* Work instruction
Below are the records; collect from them each line containing the string "candidates".

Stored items
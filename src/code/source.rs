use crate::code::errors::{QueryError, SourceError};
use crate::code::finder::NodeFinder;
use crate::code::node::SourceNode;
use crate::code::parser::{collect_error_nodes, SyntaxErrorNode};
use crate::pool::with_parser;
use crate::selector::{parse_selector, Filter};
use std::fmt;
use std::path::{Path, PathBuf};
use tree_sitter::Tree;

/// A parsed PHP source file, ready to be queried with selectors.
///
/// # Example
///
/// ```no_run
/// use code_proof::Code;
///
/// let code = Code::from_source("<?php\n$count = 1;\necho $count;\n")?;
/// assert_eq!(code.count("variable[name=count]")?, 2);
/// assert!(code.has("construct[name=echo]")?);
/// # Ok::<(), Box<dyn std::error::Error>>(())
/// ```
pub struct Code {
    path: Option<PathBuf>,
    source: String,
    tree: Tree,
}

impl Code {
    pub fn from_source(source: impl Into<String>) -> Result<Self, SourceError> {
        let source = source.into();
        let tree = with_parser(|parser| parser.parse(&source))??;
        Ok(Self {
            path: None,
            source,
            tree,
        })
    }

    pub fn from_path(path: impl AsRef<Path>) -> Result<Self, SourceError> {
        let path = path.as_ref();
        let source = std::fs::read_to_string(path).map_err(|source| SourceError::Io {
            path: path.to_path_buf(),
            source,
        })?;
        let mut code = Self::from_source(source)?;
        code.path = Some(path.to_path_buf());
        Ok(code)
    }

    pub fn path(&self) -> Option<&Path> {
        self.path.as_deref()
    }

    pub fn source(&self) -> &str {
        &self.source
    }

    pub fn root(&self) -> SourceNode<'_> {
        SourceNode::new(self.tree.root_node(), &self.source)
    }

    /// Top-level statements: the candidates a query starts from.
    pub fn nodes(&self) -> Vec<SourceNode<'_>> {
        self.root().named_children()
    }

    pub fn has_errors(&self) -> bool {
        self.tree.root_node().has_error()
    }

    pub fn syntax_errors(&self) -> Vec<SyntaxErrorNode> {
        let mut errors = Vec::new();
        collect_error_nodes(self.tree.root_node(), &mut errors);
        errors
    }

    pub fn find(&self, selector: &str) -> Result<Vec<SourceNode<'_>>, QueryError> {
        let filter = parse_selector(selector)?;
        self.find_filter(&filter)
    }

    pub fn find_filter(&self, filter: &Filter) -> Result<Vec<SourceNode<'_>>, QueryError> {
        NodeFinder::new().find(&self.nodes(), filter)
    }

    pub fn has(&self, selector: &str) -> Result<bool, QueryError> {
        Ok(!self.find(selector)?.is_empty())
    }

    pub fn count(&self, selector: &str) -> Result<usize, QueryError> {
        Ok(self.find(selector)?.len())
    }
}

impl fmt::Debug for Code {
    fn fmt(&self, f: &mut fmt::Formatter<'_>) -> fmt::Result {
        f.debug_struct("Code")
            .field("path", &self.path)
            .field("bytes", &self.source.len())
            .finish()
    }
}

...

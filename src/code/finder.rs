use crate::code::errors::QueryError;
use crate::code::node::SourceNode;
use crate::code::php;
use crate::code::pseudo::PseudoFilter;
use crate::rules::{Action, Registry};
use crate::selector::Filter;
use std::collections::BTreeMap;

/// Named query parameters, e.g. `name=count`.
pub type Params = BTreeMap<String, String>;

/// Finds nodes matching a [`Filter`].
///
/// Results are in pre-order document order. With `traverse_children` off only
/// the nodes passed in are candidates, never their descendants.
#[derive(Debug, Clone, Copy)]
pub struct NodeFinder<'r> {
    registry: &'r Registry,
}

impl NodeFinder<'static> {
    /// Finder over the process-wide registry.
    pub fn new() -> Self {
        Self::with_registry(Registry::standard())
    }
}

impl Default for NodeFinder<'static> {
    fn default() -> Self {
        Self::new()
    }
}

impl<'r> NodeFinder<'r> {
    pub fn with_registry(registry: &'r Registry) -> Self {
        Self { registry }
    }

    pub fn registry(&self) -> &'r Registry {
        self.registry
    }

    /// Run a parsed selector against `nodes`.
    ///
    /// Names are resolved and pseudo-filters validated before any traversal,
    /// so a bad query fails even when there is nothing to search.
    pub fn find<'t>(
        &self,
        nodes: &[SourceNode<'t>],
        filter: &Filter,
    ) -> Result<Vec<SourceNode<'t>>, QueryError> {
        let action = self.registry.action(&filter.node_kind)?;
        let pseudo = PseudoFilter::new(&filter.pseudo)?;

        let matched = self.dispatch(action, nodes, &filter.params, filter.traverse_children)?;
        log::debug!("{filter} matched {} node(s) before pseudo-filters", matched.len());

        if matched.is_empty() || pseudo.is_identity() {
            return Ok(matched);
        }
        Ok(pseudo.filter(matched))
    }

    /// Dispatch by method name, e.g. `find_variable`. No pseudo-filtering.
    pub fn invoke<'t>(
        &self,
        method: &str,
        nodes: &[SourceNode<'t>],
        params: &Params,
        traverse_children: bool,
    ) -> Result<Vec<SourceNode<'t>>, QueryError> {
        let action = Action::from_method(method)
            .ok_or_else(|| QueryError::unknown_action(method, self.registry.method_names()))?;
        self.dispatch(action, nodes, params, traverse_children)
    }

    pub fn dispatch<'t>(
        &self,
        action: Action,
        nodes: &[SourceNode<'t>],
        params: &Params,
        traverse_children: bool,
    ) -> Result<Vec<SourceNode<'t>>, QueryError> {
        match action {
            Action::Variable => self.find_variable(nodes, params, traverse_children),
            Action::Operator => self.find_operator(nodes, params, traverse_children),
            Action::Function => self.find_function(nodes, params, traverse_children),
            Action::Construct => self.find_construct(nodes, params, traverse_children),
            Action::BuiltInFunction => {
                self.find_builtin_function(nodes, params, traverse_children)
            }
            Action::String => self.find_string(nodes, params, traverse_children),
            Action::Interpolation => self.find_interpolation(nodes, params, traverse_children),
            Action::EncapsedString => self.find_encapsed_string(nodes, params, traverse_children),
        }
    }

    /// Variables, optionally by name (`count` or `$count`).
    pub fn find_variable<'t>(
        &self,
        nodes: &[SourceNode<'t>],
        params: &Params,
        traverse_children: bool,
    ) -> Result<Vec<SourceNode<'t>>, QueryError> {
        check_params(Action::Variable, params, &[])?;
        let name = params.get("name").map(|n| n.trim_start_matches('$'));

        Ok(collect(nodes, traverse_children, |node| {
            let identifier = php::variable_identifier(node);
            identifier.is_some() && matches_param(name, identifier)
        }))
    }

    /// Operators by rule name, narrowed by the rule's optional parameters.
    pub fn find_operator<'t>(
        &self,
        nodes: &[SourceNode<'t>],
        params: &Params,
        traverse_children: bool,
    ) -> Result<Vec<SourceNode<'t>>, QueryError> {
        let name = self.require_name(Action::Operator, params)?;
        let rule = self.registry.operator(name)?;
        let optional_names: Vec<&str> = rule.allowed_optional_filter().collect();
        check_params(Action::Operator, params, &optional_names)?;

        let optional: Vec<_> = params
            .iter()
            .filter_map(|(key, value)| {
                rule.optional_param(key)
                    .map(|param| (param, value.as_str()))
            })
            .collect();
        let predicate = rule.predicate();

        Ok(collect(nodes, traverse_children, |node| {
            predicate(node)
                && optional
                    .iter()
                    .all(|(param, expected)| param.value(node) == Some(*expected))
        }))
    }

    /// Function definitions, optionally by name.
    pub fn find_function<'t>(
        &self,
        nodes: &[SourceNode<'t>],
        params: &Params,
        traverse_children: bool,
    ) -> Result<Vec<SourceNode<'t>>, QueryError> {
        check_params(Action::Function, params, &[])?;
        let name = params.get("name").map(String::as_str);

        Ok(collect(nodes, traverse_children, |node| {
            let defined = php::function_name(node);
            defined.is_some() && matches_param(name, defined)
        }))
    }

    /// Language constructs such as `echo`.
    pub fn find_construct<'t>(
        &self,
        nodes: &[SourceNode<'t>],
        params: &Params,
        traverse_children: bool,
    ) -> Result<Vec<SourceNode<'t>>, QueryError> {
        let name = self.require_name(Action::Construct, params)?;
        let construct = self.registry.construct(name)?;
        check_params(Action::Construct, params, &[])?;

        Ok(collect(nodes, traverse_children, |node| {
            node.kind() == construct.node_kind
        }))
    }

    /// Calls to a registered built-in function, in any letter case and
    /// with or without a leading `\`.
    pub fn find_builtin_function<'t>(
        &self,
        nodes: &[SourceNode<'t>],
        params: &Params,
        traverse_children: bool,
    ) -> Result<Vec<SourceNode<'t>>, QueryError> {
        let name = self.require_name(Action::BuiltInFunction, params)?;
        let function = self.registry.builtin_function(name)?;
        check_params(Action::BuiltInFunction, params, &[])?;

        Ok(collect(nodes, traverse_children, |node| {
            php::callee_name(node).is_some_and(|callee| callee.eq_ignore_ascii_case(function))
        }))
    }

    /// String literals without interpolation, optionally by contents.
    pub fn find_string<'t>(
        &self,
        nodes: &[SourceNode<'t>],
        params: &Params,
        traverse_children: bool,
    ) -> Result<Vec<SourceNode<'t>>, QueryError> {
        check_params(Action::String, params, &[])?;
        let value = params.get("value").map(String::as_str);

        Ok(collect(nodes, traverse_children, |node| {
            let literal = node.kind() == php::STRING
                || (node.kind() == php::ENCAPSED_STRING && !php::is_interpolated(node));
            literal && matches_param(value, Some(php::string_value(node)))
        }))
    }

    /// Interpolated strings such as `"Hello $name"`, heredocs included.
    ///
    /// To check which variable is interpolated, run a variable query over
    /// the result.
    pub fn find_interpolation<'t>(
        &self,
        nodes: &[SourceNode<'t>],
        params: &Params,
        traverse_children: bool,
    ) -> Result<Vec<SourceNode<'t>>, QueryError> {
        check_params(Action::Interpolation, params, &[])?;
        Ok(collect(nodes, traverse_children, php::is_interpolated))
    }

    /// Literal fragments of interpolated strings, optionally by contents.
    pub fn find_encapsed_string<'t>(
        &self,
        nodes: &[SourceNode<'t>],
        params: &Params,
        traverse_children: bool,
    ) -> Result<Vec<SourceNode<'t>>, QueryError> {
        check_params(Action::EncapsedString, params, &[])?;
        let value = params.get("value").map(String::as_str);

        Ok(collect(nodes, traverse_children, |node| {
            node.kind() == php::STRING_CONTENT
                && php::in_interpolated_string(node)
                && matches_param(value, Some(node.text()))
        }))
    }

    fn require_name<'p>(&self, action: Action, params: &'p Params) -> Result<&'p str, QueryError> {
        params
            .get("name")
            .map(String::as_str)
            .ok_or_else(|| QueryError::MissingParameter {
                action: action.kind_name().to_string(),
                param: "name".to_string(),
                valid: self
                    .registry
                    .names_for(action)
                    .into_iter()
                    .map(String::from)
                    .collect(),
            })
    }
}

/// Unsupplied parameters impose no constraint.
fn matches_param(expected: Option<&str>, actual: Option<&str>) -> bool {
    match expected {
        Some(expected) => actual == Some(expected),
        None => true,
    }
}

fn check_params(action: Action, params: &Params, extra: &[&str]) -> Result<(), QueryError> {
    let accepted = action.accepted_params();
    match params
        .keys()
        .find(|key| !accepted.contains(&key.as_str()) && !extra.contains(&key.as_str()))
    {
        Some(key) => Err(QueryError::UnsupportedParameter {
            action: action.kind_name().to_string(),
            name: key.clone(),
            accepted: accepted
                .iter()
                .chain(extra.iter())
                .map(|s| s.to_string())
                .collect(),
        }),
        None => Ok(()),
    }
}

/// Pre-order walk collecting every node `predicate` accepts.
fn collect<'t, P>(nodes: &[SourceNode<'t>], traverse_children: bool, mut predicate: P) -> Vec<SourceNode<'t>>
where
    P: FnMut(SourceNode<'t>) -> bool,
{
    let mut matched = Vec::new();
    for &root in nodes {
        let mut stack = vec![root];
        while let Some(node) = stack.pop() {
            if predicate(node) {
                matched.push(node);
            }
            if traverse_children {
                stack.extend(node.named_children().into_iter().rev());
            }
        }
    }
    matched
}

* Written reply
    /// Top-level statements: the candidates a query starts from.
/// the nodes passed in are candidates, never their descendants.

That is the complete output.